If you’re able to qualify for one, a traditional business loan from a bank can offer you pretty ideal refinancing terms for your commercial bridge financing. They can offer interest rates as low as 5.5% and repayment term lengths as long a five years.

That said, in order to qualify for a bank loan to refinance your commercial bridge loan, you’ll need to come to the table with some stellar credentials: You’ll typically need a personal credit score of 700+, at least two years in business, and at least $100,000 in annual revenue to be eligible for a business bank loan.

Plus, traditional bank loans can take ages to fund—if your financial situation requires you to get out of your commercial bridge loan before a few months’ time, then you should probably look to a swifter form of refinancing it.

2. SBA Loans

Another, more accessible refinancing option for commercial bridge loans are SBA loans. Through their SBA 7(a) loan program, the Small Business Administration partially guarantees business loans, which, in turn makes SBA-approved lenders more eager to lend to small businesses with more ideal terms. SBA loans can be as large as $5 million, with repayment terms as long as 25 years, and interest rates as low as 6.75%. These terms are so ideal because the SBA guarantee that backs SBA loans assuages much of the risk that lenders take on.

Another byproduct of this partial SBA guarantee? SBA loans tend to be easier to qualify for than traditional bank loans. Because lenders will be taking on less risk with SBA loans, they’ll be less stringent with who they loan to. 

However, because you’ll be dealing with a government agency and a lender when you apply for an SBA loan, there will be a hefty amount of paperwork and bureaucracy involved. As a result, funding with an SBA loan can be a lengthy process. You’ll need at least three weeks to spare if you decide to refinance your commercial bridge loan with an SBA loan.

3. Medium-Term Loans

Finally, if you took on commercial bridge financing in the form of a short-term, high-interest loan, then medium-term loans from alternative lenders could very well offer you an affordable refinancing option. Even with online lenders—who tend to be more expensive than bank or SBA lenders—medium-term loans can have rates as low as 7%, repayment terms as long as five years, and loan amounts as large as much as $500,000.

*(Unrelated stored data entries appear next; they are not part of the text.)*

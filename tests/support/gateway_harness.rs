use gasoline::config::Config;
use gasoline::daemon::Daemon;
use gasoline::transport::gateway::run_gateway_with_listener;
use reqwest::StatusCode;
use serde_json::{Value, json};
use std::sync::Arc;
use std::sync::atomic::{AtomicU64, Ordering};
use std::time::Duration;
use tempfile::TempDir;
use tokio_util::sync::CancellationToken;

pub struct GatewayTestServer {
    pub port: u16,
    pub daemon: Arc<Daemon>,
    client: reqwest::Client,
    next_id: AtomicU64,
    shutdown: CancellationToken,
    handle: tokio::task::JoinHandle<anyhow::Result<()>>,
    _state_dir: TempDir,
}

impl GatewayTestServer {
    pub async fn start() -> Self {
        Self::start_with(|_| {}).await
    }

    pub async fn start_with(configure: impl FnOnce(&mut Config)) -> Self {
        let state_dir = TempDir::new().expect("temp state dir should be created");
        let listener = tokio::net::TcpListener::bind("127.0.0.1:0")
            .await
            .expect("ephemeral gateway listener should bind");
        let port = listener
            .local_addr()
            .expect("ephemeral gateway listener should expose local address")
            .port();

        let mut config = Config::default();
        config.config_path = state_dir.path().join("config.toml");
        config.state_dir = state_dir.path().display().to_string();
        config.gateway.port = port;
        configure(&mut config);

        let daemon = Arc::new(Daemon::new(config));
        let shutdown = CancellationToken::new();
        let handle = tokio::spawn(run_gateway_with_listener(
            listener,
            Arc::clone(&daemon),
            shutdown.clone(),
        ));

        wait_until_gateway_ready(port).await;

        Self {
            port,
            daemon,
            client: reqwest::Client::new(),
            next_id: AtomicU64::new(1),
            shutdown,
            handle,
            _state_dir: state_dir,
        }
    }

    pub fn url(&self, path: &str) -> String {
        format!("http://127.0.0.1:{}{path}", self.port)
    }

    /// `path` with `params` percent-encoded into the query string.
    pub fn url_with(&self, path: &str, params: &[(&str, &str)]) -> String {
        url::Url::parse_with_params(&self.url(path), params)
            .expect("test url should parse")
            .to_string()
    }

    pub async fn post(&self, path: &str, body: &Value) -> reqwest::Response {
        self.client
            .post(self.url(path))
            .json(body)
            .send()
            .await
            .expect("POST should reach the gateway")
    }

    pub async fn post_json(&self, path: &str, body: &Value) -> (StatusCode, Value) {
        let response = self.post(path, body).await;
        let status = response.status();
        let body = response.json().await.expect("gateway should answer JSON");
        (status, body)
    }

    pub async fn get_json(&self, url: &str) -> (StatusCode, Value) {
        let response = self
            .client
            .get(url)
            .send()
            .await
            .expect("GET should reach the gateway");
        let status = response.status();
        let body = response.json().await.expect("gateway should answer JSON");
        (status, body)
    }

    /// Push console entries through the extension ingest endpoint.
    pub async fn ingest_logs(&self, entries: Vec<Value>) -> (StatusCode, Value) {
        self.post_json("/logs", &json!({ "entries": entries })).await
    }

    /// POST one raw JSON-RPC frame to `/mcp` as `client_id`.
    pub async fn mcp_raw(&self, client_id: &str, frame: &Value) -> reqwest::Response {
        self.client
            .post(self.url("/mcp"))
            .header("X-Gasoline-Client", client_id)
            .json(frame)
            .send()
            .await
            .expect("POST /mcp should reach the gateway")
    }

    pub async fn rpc(&self, client_id: &str, method: &str, params: Value) -> Value {
        let id = self.next_id.fetch_add(1, Ordering::Relaxed);
        let frame = json!({"jsonrpc": "2.0", "id": id, "method": method, "params": params});
        let response = self.mcp_raw(client_id, &frame).await;
        assert_eq!(response.status(), StatusCode::OK);
        let body: Value = response.json().await.expect("/mcp should answer JSON");
        assert_eq!(body["id"], id);
        body
    }

    pub async fn call_tool(&self, client_id: &str, name: &str, arguments: Value) -> Value {
        self.rpc(
            client_id,
            "tools/call",
            json!({"name": name, "arguments": arguments}),
        )
        .await
    }
}

impl Drop for GatewayTestServer {
    fn drop(&mut self) {
        self.shutdown.cancel();
        self.handle.abort();
    }
}

async fn wait_until_gateway_ready(port: u16) {
    let client = reqwest::Client::builder()
        .timeout(Duration::from_millis(200))
        .build()
        .expect("reqwest client should be built");

    for _ in 0..80 {
        let health = client
            .get(format!("http://127.0.0.1:{port}/health"))
            .send()
            .await;
        if let Ok(response) = health
            && response.status() == StatusCode::OK
        {
            return;
        }
        tokio::time::sleep(Duration::from_millis(10)).await;
    }
    panic!("gateway did not become ready on port {port}");
}

/// Text blocks of a `tools/call` response.
pub fn text_blocks(response: &Value) -> Vec<String> {
    response["result"]["content"]
        .as_array()
        .expect("tools/call result should carry content")
        .iter()
        .filter_map(|block| block["text"].as_str().map(str::to_string))
        .collect()
}

/// The JSON body of the first `summary\n{json}` block.
pub fn payload(response: &Value) -> Value {
    text_blocks(response)
        .iter()
        .find_map(|text| {
            let (_, body) = text.split_once('\n')?;
            serde_json::from_str(body).ok()
        })
        .unwrap_or_else(|| panic!("no JSON block in {response}"))
}

pub fn log(level: &str, message: &str) -> Value {
    json!({"level": level, "message": message, "source": "console", "url": "http://localhost:3000/"})
}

Plus, alternative lenders will be much less picky about which small businesses they’re willing to help refinance their commercial bridge loans. In fact, many alternative lenders will approach underwriting much more holistically than more traditional lenders. This will also mean a speedier time-to-fund—in fact, you could refinance your commercial bridge loan with an alternative lender in as little as two days.

Refinance Commercial Bridge Loans

Business Bridge Loans: The Bottom Line

Though commercial bridge loans are a clever solution to a common business finance conundrum, they also come with their fair share of risks. We often see common commercial mortgage bridge loan risks that entail getting stuck with a high-interest commercial real estate loan with no way out—be sure your life boat for getting out of a commercial mortgage bridge loan is reliable, or else you could be paying of high-interest debt for a long time.

Another considerable commercial bridge loan risk? Relying too heavily on a risky investment to pay off. If you’re not certain that what your investing in with bridge loan proceeds will pay off, then you should seriously think twice about taking on a commercial bridge loan, assuming it’s a short-term solution.

So what’s the bottom line for finding a commercial bridge loan for your pressing business capital needs?

Commercial bridge financing can be risky business, but, as always, you know what’s best for your business. If you’re eager to jump on a time-sensitive investment opportunity for your business, then a commercial bridge loan could be well worth any risks it poses.